### What this task involves
Line count for "http": give the number of lines in the records below that hold it, and nothing else.

Saved entries:
- Opening Delimiter -
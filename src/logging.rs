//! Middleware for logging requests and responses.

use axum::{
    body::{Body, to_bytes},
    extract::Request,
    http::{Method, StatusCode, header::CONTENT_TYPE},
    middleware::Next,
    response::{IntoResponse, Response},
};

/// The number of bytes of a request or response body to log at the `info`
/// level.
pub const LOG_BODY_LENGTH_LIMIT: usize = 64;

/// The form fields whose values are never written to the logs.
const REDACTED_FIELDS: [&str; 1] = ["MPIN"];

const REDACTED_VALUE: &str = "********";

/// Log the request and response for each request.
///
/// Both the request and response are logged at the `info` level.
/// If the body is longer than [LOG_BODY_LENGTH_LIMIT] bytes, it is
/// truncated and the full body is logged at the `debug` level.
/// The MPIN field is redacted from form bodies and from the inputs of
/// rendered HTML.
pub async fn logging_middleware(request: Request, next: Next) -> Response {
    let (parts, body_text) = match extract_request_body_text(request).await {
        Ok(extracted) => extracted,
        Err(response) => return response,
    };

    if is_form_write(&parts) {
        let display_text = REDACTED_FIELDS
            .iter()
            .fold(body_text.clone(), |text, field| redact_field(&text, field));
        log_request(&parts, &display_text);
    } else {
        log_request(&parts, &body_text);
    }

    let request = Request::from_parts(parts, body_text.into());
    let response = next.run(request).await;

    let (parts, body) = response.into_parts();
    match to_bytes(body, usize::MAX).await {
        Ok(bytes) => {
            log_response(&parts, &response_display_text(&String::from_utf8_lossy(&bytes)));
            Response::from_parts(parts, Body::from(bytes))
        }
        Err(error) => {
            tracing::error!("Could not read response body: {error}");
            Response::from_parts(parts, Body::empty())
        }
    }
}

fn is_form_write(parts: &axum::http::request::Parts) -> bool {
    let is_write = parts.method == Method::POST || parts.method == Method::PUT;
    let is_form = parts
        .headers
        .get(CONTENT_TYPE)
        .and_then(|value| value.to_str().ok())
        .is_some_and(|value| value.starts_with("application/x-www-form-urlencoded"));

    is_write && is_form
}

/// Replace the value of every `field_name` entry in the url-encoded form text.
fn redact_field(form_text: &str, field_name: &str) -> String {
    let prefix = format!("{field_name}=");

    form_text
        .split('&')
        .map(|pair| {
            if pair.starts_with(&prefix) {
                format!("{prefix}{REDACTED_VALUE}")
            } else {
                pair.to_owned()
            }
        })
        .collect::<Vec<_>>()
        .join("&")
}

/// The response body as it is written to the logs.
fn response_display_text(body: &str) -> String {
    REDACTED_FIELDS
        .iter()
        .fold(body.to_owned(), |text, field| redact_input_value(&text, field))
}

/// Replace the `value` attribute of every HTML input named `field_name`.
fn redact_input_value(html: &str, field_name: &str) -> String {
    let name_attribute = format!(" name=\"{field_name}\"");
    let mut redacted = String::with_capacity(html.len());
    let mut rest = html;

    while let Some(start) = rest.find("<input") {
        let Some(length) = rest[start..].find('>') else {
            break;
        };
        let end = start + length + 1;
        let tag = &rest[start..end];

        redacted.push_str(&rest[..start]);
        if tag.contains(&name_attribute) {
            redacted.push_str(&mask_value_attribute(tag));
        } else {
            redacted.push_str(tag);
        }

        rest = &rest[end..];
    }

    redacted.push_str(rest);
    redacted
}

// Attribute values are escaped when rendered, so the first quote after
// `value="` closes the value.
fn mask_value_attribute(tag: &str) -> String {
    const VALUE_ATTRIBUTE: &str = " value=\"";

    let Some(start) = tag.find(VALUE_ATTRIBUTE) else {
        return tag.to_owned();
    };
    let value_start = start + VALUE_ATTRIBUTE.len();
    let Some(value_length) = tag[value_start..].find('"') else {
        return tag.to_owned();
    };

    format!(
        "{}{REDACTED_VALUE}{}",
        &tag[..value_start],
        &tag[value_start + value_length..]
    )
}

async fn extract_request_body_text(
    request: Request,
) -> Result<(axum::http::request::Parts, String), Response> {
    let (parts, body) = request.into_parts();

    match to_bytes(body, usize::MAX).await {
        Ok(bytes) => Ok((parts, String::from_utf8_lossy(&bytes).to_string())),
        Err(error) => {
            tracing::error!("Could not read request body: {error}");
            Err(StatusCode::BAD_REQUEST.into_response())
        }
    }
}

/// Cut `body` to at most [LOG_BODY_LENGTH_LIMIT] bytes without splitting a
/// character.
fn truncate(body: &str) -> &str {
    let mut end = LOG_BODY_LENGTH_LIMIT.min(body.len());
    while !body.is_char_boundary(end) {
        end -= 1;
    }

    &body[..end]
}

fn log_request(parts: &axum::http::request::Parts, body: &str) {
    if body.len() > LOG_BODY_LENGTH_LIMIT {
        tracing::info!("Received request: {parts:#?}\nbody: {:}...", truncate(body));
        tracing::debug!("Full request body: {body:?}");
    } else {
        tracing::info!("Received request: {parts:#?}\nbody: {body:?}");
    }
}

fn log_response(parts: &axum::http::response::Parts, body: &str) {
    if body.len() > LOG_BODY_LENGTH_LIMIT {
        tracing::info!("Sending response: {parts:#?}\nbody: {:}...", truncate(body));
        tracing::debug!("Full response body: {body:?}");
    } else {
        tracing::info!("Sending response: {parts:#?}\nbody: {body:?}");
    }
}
- Closing Delimiter -
### Response
5